Estas visões que atacaram como umas merdas incríveis

Pregando lábios úmidos nas paredes frias do cemitério

Transformando a luxúria em pó

Respingou atravéz do meu manto psíquico

Como híbrido amores que alcançaram suas extremidades

Com os últimos impulsos Eu vi tudo


Proibiu Midian

Uma longa fábula de Judecca

Um santuário para pecar...

Para competir com o Céu

Livre dos trágicos restos de Éden

(embora apenas os Anjos em repouso

Foram aqueles com hera estrangulados pescoços)

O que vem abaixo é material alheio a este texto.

//! Global create entry points for the debug runtime
//!
//! `cvm.graph_runtime_debug.create(graph_json, module, type0, id0, ...)`
//! `cvm.graph_runtime_debug.remote_create(graph_json, handle, type0, id0, ...)`
//!
//! Each device context takes two trailing integer fields, so a valid call
//! has at least four arguments. `remote_create` receives the kernel
//! module behind an opaque handle instead of a module slot.

use tracing::info;

use crate::debug::DebugRuntimeBuilder;
use crate::device::{Device, DeviceKind};
use crate::error::{DebugResult, DebugRuntimeError};
use crate::packed::{ArgValue, CallArgs, Module, PackedFunc};
use crate::{check_eq, check_ge};

pub const CREATE_NAME: &str = "cvm.graph_runtime_debug.create";
pub const REMOTE_CREATE_NAME: &str = "cvm.graph_runtime_debug.remote_create";

/// Entry points installed into the global registry on first use
pub fn builtin_functions() -> Vec<(&'static str, PackedFunc)> {
    vec![
        (CREATE_NAME, PackedFunc::new(create)),
        (REMOTE_CREATE_NAME, PackedFunc::new(remote_create)),
    ]
}

fn create(args: &CallArgs) -> DebugResult<ArgValue> {
    check_ge!(
        args.num_args(),
        4,
        "The expected number of arguments for graph_runtime.create is at least 4, but it has {}",
        args.num_args()
    );
    let graph_json = args.str(0)?;
    let module = args.module(1)?;
    let devices = context_args(args)?;
    create_module(graph_json, module, &devices)
}

fn remote_create(args: &CallArgs) -> DebugResult<ArgValue> {
    check_ge!(
        args.num_args(),
        4,
        "The expected number of arguments for graph_runtime.remote_create is at least 4, but it has {}",
        args.num_args()
    );
    let graph_json = args.str(0)?;
    let module = args
        .handle(1)?
        .downcast_ref::<Module>()
        .ok_or(DebugRuntimeError::ArgTypeMismatch {
            index: 1,
            expected: "module handle",
            actual: "handle",
        })?;
    let devices = context_args(args)?;
    create_module(graph_json, module, &devices)
}

/// Decode the trailing `(device_type, device_id)` pairs
pub fn context_args(args: &CallArgs) -> DebugResult<Vec<Device>> {
    let num_fields = args.num_args().saturating_sub(2);
    check_eq!(
        num_fields % 2,
        0,
        "device contexts are (device_type, device_id) pairs"
    );
    let mut devices = Vec::with_capacity(num_fields / 2);
    for i in (2..args.num_args()).step_by(2) {
        let kind = DeviceKind::try_from(args.int(i)?)?;
        let ordinal = args.int(i + 1)?;
        check_ge!(ordinal, 0);
        let ordinal = u32::try_from(ordinal).map_err(|_| {
            DebugRuntimeError::CheckFailed(format!("device id {} out of range", ordinal))
        })?;
        devices.push(Device::new(kind, ordinal));
    }
    Ok(devices)
}

fn create_module(graph_json: &str, module: &Module, devices: &[Device]) -> DebugResult<ArgValue> {
    let debug_rt = DebugRuntimeBuilder::new().build(graph_json, module, devices)?;
    info!(
        "created GraphRuntimeDebug with {} nodes on {} device(s)",
        debug_rt.num_nodes(),
        devices.len()
    );
    Ok(ArgValue::Module(Module::new(debug_rt)))
}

Pequenas piedades em vistas onde a cúpula e sepulcro

Desolado, edifícios em quadril

Entre névoas

De onde terríveis sombras

Puxou de volta o enferrujado trinco

e desafiou um pricípio

O penetrar do Sol tinha joelhado para beijar


Sombras do crepúsculo, crueldade e mito

As Tribos de Cristo não irão esquecer

E não deve sofrer por suas amáveis vidas


Para mim, hipnotizado, começou nas tumbas

Ou em suas valsas tão sibiliante

Atravéz da reunião da escuridão

Mas das chamas da lua no florescer

Trancando um rosto apagado

E violentado no útero


No esconderijo de Midian

O vaticano mentindo em afirmar

Para a santidade pecar...

Para competir com Céu

Acima dos defeitos do nascer de Éden

Pensou apenas nos Anjos que surgiram

Foram aqueles que cairam para os mais pedidos

Pequenas piedades em vistas onde a cúpula e sepúlcro

Apanharam entrelaçados sussurros onde colocou as irmãs

Anca, ostentou o orificio

Entre o iluminado que manuseou as névoas

Enquanto Eu assisti sem revolta

Canibalismo que poucas bestas permitem


Entre o cachorro e o lobo

Descobriu as presas que encontrou em relações

Numa noite de rito de dentes e cusões

Para aqueles abaixo de quem levantou para caçar


Visão que prendeu sobre mim os dias

e em névoa de laudes

Eu pintei todos eles...


Matou de ódio e dor

Eu desenhei em sangue, meus véus

Para imensa morte na paz de dentro

(Sobre um mundo livre da regra Mortal)

Imundos lobos em peles de mulheres

O corvo bateu as asas e está perdendo

Suícidios e a fenda da coxa de Serafim


E estrelas em mármores

Desafiar as estrelas

Ascendendo prazer de rezar

(Como fumaça, fantasma ou pesadelos ágeis)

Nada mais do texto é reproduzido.